In the UK, after the demise of the Edward Colston statue in Bristol, people are beginning to talk about monuments, and the dismantling of controversial monuments has already begun.

Last weekend ’s demolition of the statue of slave trader Edward Colston in Bristol (the monument was later thrown into the waters of the English city’s harbor) has restarted a discussion about monuments in the United Kingdom, and dismantling of controversial statues has begun in some cities. Indeed, there are many monuments in the country that celebrate philanthropists who made their communities prosper but owed their fortunes to activities such as trading and the slave trade.

In London, the capital’s mayor, Sadiq Khan, has announced that a commission (the “Commission for Diversity in the Public Realm”) will be formed to enhance diversity in public spaces, focusing on ways to better represent ethnic minority communities, women, the LGBTQ+ community, and the disabled. Among the actions will be a review of monuments. The mayor has already let it be known that he has been in discussions with the city council, the community and industry stakeholders to understand how the legacy of the past should be celebrated, to draw up a list of recommendations to establish best practices and standards, and to reconsider the glorification of figures with controversial pasts.

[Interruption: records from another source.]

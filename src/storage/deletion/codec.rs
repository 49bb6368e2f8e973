//! Binary frame codec for queued deletions
//!
//! Frame format:
//! - 4 bytes: payload length (big-endian u32)
//! - payload: repeated records of
//!   - 2 bytes: id length (big-endian u16), id bytes (UTF-8)
//!   - 2 bytes: owner length (big-endian u16), owner bytes (UTF-8)
//!
//! One `delete_urls` call produces exactly one frame. A frame whose declared
//! length runs past the end of the buffer marks the end of decodable data.

use bytes::{Buf, BufMut, Bytes, BytesMut};
use std::fmt;

use crate::errors::ShortenerError;
use crate::storage::models::PendingDeletion;

/// 帧头长度
pub const FRAME_HEADER_LEN: usize = 4;

/// 单个字段的最大字节数
pub const MAX_FIELD_LEN: usize = u16::MAX as usize;

#[derive(Debug, PartialEq, Eq)]
pub enum CodecError {
    /// id 或 owner 超过 u16 可表示的长度
    FieldTooLong(usize),
    /// 帧负载超过 u32 可表示的长度
    FrameTooLarge(usize),
    /// 帧内记录声明的长度越过了帧边界
    Malformed(usize),
    /// 字段不是合法的 UTF-8
    InvalidUtf8,
}

impl fmt::Display for CodecError {
    fn fmt(&self, f: &mut fmt::Formatter<'_>) -> fmt::Result {
        match self {
            CodecError::FieldTooLong(len) => {
                write!(f, "Field too long: {} bytes (max: {})", len, MAX_FIELD_LEN)
            }
            CodecError::FrameTooLarge(len) => write!(f, "Frame too large: {} bytes", len),
            CodecError::Malformed(offset) => write!(f, "Malformed record at offset {}", offset),
            CodecError::InvalidUtf8 => write!(f, "Invalid UTF-8 in record field"),
        }
    }
}

impl std::error::Error for CodecError {}

impl From<CodecError> for ShortenerError {
    fn from(err: CodecError) -> Self {
        ShortenerError::serialization(format!("删除队列编解码失败: {}", err))
    }
}

/// 将一批待删除项编码为一个完整的帧
pub fn encode_frame(deletions: &[PendingDeletion]) -> Result<Bytes, CodecError> {
    let mut payload_len = 0usize;
    for deletion in deletions {
        for field in [&deletion.record_id, &deletion.owner_id] {
            if field.len() > MAX_FIELD_LEN {
                return Err(CodecError::FieldTooLong(field.len()));
            }
            payload_len += 2 + field.len();
        }
    }
    if payload_len > u32::MAX as usize {
        return Err(CodecError::FrameTooLarge(payload_len));
    }

    let mut buf = BytesMut::with_capacity(FRAME_HEADER_LEN + payload_len);
    buf.put_u32(payload_len as u32);
    for deletion in deletions {
        put_field(&mut buf, &deletion.record_id);
        put_field(&mut buf, &deletion.owner_id);
    }
    Ok(buf.freeze())
}

fn put_field(buf: &mut BytesMut, field: &str) {
    buf.put_u16(field.len() as u16);
    buf.put_slice(field.as_bytes());
}

/// 从缓冲区解码一个帧
///
/// Returns:
/// - `Ok(Some(batch))` - complete frame decoded, buffer advanced
/// - `Ok(None)` - header missing or declared length exceeds the buffer (buffer unchanged)
/// - `Err(e)` - frame present but its records are corrupt (frame consumed)
pub fn decode_frame(buf: &mut BytesMut) -> Result<Option<Vec<PendingDeletion>>, CodecError> {
    if buf.len() < FRAME_HEADER_LEN {
        return Ok(None);
    }

    let length = (&buf[..FRAME_HEADER_LEN]).get_u32() as usize;
    if buf.len() - FRAME_HEADER_LEN < length {
        return Ok(None);
    }

    buf.advance(FRAME_HEADER_LEN);
    let mut payload = buf.split_to(length).freeze();

    let mut batch = Vec::new();
    while payload.has_remaining() {
        let record_id = take_field(&mut payload, length)?;
        let owner_id = take_field(&mut payload, length)?;
        batch.push(PendingDeletion {
            record_id,
            owner_id,
        });
    }
    Ok(Some(batch))
}

fn take_field(payload: &mut Bytes, frame_len: usize) -> Result<String, CodecError> {
    let offset = frame_len - payload.remaining();
    if payload.remaining() < 2 {
        return Err(CodecError::Malformed(offset));
    }
    let len = payload.get_u16() as usize;
    if payload.remaining() < len {
        return Err(CodecError::Malformed(offset));
    }
    let raw = payload.split_to(len);
    String::from_utf8(raw.to_vec()).map_err(|_| CodecError::InvalidUtf8)
}

/// 一次 drain 的解码结果
#[derive(Debug, Default, PartialEq, Eq)]
pub struct Decoded {
    pub deletions: Vec<PendingDeletion>,
    /// 已被跳过的损坏帧
    pub skipped: Vec<CodecError>,
}

/// 连续解码所有完整帧，不完整的尾部保留在缓冲区中
///
/// 损坏的帧已从缓冲区中移除，记录错误后继续解码后续帧。
pub fn decode_all(buf: &mut BytesMut) -> Decoded {
    let mut decoded = Decoded::default();
    loop {
        match decode_frame(buf) {
            Ok(Some(batch)) => decoded.deletions.extend(batch),
            Ok(None) => break,
            Err(e) => decoded.skipped.push(e),
        }
    }
    decoded
}
//! 延迟批量删除
//!
//! 关系型后端的 `delete_urls` 只把请求编码进缓冲区，由后台任务定期
//! 合并成批量 UPDATE 执行。

mod buffer;
pub mod codec;

pub use buffer::{BufferState, DeleteBuffer, DeletionSink};
pub use codec::CodecError;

“The capital’s diversity is our greatest strength,” Khan said, “but our statues, our odonomastics and our public spaces reflect a time that is gone. It is uncomfortable to know that our nation and our city owe much of their prosperity to their role in the slave trade, yet this is reflected in our public spaces, while the contribution that many communities have made to the life of our capital has been deliberately ignored. This cannot continue: we need to make sure that we celebrate the achievements and diversity of everyone in our city, and we need to commemorate those who made London what it is today, and that involves thinking about what legacies are being celebrated.”

Also addressing statues is Gaylene Gould, a member of the Mayor’s Cultural Leadership Board: “Statues are symbolic landmarks of our nation. Carved in stone, they become immovable and problematic objects because they cannot be challenged. In this new and imaginative period we have entered, it is time to create a new model for honoring in public the people of London and its many, many cultures. The new commission takes a step in the right direction.”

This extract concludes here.